# Your assignment
Every entry is to be written out word for word.

# Data
-- Opening Marker --

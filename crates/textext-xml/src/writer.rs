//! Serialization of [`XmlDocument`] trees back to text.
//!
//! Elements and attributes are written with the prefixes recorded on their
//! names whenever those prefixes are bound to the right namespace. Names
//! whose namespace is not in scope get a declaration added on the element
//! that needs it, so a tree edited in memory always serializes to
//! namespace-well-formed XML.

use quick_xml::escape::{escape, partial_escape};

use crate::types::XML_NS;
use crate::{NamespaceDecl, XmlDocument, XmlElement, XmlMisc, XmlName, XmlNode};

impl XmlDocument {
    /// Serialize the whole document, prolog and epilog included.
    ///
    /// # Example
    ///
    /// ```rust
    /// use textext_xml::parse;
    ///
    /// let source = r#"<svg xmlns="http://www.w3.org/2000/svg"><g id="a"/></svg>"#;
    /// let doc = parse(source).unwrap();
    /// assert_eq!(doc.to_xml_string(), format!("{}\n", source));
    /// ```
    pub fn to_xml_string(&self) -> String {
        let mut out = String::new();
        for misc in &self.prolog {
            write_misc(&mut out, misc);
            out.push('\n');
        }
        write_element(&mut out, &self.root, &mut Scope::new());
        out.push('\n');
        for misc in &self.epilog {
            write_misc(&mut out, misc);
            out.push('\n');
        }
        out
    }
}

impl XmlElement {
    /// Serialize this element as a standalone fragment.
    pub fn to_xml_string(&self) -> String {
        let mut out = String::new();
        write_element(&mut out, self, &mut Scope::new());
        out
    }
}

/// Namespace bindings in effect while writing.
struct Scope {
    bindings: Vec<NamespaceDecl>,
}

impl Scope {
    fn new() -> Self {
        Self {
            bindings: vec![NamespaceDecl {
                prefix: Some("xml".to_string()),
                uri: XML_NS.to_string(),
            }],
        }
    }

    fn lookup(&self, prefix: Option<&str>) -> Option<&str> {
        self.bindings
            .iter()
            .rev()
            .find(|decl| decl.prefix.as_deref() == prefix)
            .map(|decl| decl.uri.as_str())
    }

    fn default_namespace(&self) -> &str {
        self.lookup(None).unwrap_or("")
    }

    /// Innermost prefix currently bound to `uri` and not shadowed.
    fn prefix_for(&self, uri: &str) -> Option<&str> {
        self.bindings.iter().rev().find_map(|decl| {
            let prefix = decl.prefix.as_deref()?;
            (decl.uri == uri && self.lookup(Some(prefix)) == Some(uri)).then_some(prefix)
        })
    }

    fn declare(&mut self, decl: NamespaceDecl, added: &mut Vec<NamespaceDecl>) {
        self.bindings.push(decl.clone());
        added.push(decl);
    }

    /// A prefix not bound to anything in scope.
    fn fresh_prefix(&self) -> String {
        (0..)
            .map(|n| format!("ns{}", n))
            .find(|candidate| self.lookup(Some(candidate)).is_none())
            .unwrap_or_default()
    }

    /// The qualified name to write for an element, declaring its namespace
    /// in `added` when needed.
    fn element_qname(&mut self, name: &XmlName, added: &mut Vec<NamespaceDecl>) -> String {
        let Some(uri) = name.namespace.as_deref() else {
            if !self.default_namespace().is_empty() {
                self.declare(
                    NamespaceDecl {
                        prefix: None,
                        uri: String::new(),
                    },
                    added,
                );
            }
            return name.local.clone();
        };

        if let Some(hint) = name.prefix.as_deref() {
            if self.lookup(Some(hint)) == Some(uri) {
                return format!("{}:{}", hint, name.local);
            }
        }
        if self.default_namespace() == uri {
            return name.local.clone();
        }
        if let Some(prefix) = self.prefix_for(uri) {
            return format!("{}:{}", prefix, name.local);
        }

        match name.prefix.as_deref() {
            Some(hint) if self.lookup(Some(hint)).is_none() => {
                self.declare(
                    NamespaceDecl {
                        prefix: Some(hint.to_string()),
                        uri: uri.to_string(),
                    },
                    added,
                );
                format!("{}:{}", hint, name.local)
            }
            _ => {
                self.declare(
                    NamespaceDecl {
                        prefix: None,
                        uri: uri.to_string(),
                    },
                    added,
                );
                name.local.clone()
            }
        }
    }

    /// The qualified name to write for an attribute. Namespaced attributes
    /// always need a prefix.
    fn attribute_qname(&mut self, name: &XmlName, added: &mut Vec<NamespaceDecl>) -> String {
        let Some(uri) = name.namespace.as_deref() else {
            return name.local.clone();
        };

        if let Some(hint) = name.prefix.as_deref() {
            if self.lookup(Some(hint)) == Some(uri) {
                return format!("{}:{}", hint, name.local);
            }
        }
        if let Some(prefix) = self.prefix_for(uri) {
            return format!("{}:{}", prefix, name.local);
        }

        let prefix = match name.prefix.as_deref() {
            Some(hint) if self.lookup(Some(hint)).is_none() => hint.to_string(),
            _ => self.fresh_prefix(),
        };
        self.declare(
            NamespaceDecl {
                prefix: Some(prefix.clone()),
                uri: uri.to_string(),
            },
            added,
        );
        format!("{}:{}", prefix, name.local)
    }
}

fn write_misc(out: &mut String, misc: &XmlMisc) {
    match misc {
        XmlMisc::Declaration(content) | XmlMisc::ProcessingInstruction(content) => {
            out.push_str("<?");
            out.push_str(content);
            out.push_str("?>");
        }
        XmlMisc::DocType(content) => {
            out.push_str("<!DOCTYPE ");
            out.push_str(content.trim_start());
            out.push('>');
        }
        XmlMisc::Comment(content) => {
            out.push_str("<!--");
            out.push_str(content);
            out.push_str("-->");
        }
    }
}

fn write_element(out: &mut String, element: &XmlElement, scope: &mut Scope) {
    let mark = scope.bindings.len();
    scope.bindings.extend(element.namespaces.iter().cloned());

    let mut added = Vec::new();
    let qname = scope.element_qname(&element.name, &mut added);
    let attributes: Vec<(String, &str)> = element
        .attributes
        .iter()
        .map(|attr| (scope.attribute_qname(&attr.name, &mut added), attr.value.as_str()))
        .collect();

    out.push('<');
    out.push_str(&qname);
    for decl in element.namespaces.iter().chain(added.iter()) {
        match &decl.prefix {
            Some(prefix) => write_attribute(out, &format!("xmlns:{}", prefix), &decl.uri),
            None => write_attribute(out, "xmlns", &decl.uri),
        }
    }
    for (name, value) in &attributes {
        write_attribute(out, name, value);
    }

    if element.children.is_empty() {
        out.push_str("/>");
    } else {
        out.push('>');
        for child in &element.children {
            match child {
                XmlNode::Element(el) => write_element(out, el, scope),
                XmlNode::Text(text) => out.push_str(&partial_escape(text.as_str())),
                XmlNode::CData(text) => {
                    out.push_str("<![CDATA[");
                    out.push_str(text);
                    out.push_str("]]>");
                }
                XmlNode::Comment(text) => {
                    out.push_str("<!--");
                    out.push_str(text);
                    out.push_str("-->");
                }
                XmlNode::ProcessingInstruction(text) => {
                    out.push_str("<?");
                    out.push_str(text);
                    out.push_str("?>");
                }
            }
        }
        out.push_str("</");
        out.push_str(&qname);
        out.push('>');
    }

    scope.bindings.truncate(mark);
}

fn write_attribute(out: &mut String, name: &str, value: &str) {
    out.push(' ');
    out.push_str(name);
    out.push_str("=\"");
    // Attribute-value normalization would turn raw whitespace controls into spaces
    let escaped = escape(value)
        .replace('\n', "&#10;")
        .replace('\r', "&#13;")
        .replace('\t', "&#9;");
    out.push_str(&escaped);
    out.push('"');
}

-- Closing Marker --

# Answer box
filename crates/textext-xml/src/writer.rs
//! Serialization of [`XmlDocument`] trees back to text.
//!
//! Elements and attributes are written with the prefixes recorded on their
//! names whenever those prefixes are bound to the right namespace. Names
//! whose namespace is not in scope get a declaration added on the element
//! that needs it, so a tree edited in memory always serializes to
//! namespace-well-formed XML.

use quick_xml::escape::{escape, partial_escape};

use crate::types::XML_NS;
use crate::{NamespaceDecl, XmlDocument, XmlElement, XmlMisc, XmlName, XmlNode};

impl XmlDocument {
    /// Serialize the whole document, prolog and epilog included.
    ///
    /// # Example
    ///
    /// ```rust
    /// use textext_xml::parse;
    ///
    /// let source = r#"<svg xmlns="http://www.w3.org/2000/svg"><g id="a"/></svg>"#;
    /// let doc = parse(source).unwrap();
    /// assert_eq!(doc.to_xml_string(), format!("{}\n", source));
    /// ```
    pub fn to_xml_string(&self) -> String {
        let mut out = String::new();
        for misc in &self.prolog {
            write_misc(&mut out, misc);
            out.push('\n');
        }
        write_element(&mut out, &self.root, &mut Scope::new());
        out.push('\n');
        for misc in &self.epilog {
            write_misc(&mut out, misc);
            out.push('\n');
        }
        out
    }
}

impl XmlElement {
    /// Serialize this element as a standalone fragment.
    pub fn to_xml_string(&self) -> String {
        let mut out = String::new();
        write_element(&mut out, self, &mut Scope::new());
        out
    }
}

/// Namespace bindings in effect while writing.
struct Scope {
    bindings: Vec<NamespaceDecl>,
}

impl Scope {
    fn new() -> Self {
        Self {
            bindings: vec![NamespaceDecl {
                prefix: Some("xml".to_string()),
                uri: XML_NS.to_string(),
            }],
        }
    }

    fn lookup(&self, prefix: Option<&str>) -> Option<&str> {
        self.bindings
            .iter()
            .rev()
            .find(|decl| decl.prefix.as_deref() == prefix)
            .map(|decl| decl.uri.as_str())
    }

    fn default_namespace(&self) -> &str {
        self.lookup(None).unwrap_or("")
    }

    /// Innermost prefix currently bound to `uri` and not shadowed.
    fn prefix_for(&self, uri: &str) -> Option<&str> {
        self.bindings.iter().rev().find_map(|decl| {
            let prefix = decl.prefix.as_deref()?;
            (decl.uri == uri && self.lookup(Some(prefix)) == Some(uri)).then_some(prefix)
        })
    }

    fn declare(&mut self, decl: NamespaceDecl, added: &mut Vec<NamespaceDecl>) {
        self.bindings.push(decl.clone());
        added.push(decl);
    }

    /// A prefix not bound to anything in scope.
    fn fresh_prefix(&self) -> String {
        (0..)
            .map(|n| format!("ns{}", n))
            .find(|candidate| self.lookup(Some(candidate)).is_none())
            .unwrap_or_default()
    }

    /// The qualified name to write for an element, declaring its namespace
    /// in `added` when needed.
    fn element_qname(&mut self, name: &XmlName, added: &mut Vec<NamespaceDecl>) -> String {
        let Some(uri) = name.namespace.as_deref() else {
            if !self.default_namespace().is_empty() {
                self.declare(
                    NamespaceDecl {
                        prefix: None,
                        uri: String::new(),
                    },
                    added,
                );
            }
            return name.local.clone();
        };

        if let Some(hint) = name.prefix.as_deref() {
            if self.lookup(Some(hint)) == Some(uri) {
                return format!("{}:{}", hint, name.local);
            }
        }
        if self.default_namespace() == uri {
            return name.local.clone();
        }
        if let Some(prefix) = self.prefix_for(uri) {
            return format!("{}:{}", prefix, name.local);
        }

        match name.prefix.as_deref() {
            Some(hint) if self.lookup(Some(hint)).is_none() => {
                self.declare(
                    NamespaceDecl {
                        prefix: Some(hint.to_string()),
                        uri: uri.to_string(),
                    },
                    added,
                );
                format!("{}:{}", hint, name.local)
            }
            _ => {
                self.declare(
                    NamespaceDecl {
                        prefix: None,
                        uri: uri.to_string(),
                    },
                    added,
                );
                name.local.clone()
            }
        }
    }

    /// The qualified name to write for an attribute. Namespaced attributes
    /// always need a prefix.
    fn attribute_qname(&mut self, name: &XmlName, added: &mut Vec<NamespaceDecl>) -> String {
        let Some(uri) = name.namespace.as_deref() else {
            return name.local.clone();
        };

        if let Some(hint) = name.prefix.as_deref() {
            if self.lookup(Some(hint)) == Some(uri) {
                return format!("{}:{}", hint, name.local);
            }
        }
        if let Some(prefix) = self.prefix_for(uri) {
            return format!("{}:{}", prefix, name.local);
        }

        let prefix = match name.prefix.as_deref() {
            Some(hint) if self.lookup(Some(hint)).is_none() => hint.to_string(),
            _ => self.fresh_prefix(),
        };
        self.declare(
            NamespaceDecl {
                prefix: Some(prefix.clone()),
                uri: uri.to_string(),
            },
            added,
        );
        format!("{}:{}", prefix, name.local)
    }
}

fn write_misc(out: &mut String, misc: &XmlMisc) {
    match misc {
        XmlMisc::Declaration(content) | XmlMisc::ProcessingInstruction(content) => {
            out.push_str("<?");
            out.push_str(content);
            out.push_str("?>");
        }
        XmlMisc::DocType(content) => {
            out.push_str("<!DOCTYPE ");
            out.push_str(content.trim_start());
            out.push('>');
        }
        XmlMisc::Comment(content) => {
            out.push_str("<!--");
            out.push_str(content);
            out.push_str("-->");
        }
    }
}

fn write_element(out: &mut String, element: &XmlElement, scope: &mut Scope) {
    let mark = scope.bindings.len();
    scope.bindings.extend(element.namespaces.iter().cloned());

    let mut added = Vec::new();
    let qname = scope.element_qname(&element.name, &mut added);
    let attributes: Vec<(String, &str)> = element
        .attributes
        .iter()
        .map(|attr| (scope.attribute_qname(&attr.name, &mut added), attr.value.as_str()))
        .collect();

    out.push('<');
    out.push_str(&qname);
    for decl in element.namespaces.iter().chain(added.iter()) {
        match &decl.prefix {
            Some(prefix) => write_attribute(out, &format!("xmlns:{}", prefix), &decl.uri),
            None => write_attribute(out, "xmlns", &decl.uri),
        }
    }
    for (name, value) in &attributes {
        write_attribute(out, name, value);
    }

    if element.children.is_empty() {
        out.push_str("/>");
    } else {
        out.push('>');
        for child in &element.children {
            match child {
                XmlNode::Element(el) => write_element(out, el, scope),
                XmlNode::Text(text) => out.push_str(&partial_escape(text.as_str())),
                XmlNode::CData(text) => {
                    out.push_str("<![CDATA[");
                    out.push_str(text);
                    out.push_str("]]>");
                }
                XmlNode::Comment(text) => {
                    out.push_str("<!--");
                    out.push_str(text);
                    out.push_str("-->");
                }
                XmlNode::ProcessingInstruction(text) => {
                    out.push_str("<?");
                    out.push_str(text);
                    out.push_str("?>");
                }
            }
        }
        out.push_str("</");
        out.push_str(&qname);
        out.push('>');
    }

    scope.bindings.truncate(mark);
}

fn write_attribute(out: &mut String, name: &str, value: &str) {
    out.push(' ');
    out.push_str(name);
    out.push_str("=\"");
    // Attribute-value normalization would turn raw whitespace controls into spaces
    let escaped = escape(value)
        .replace('\n', "&#10;")
        .replace('\r', "&#13;")
        .replace('\t', "&#9;");
    out.push_str(&escaped);
    out.push('"');
}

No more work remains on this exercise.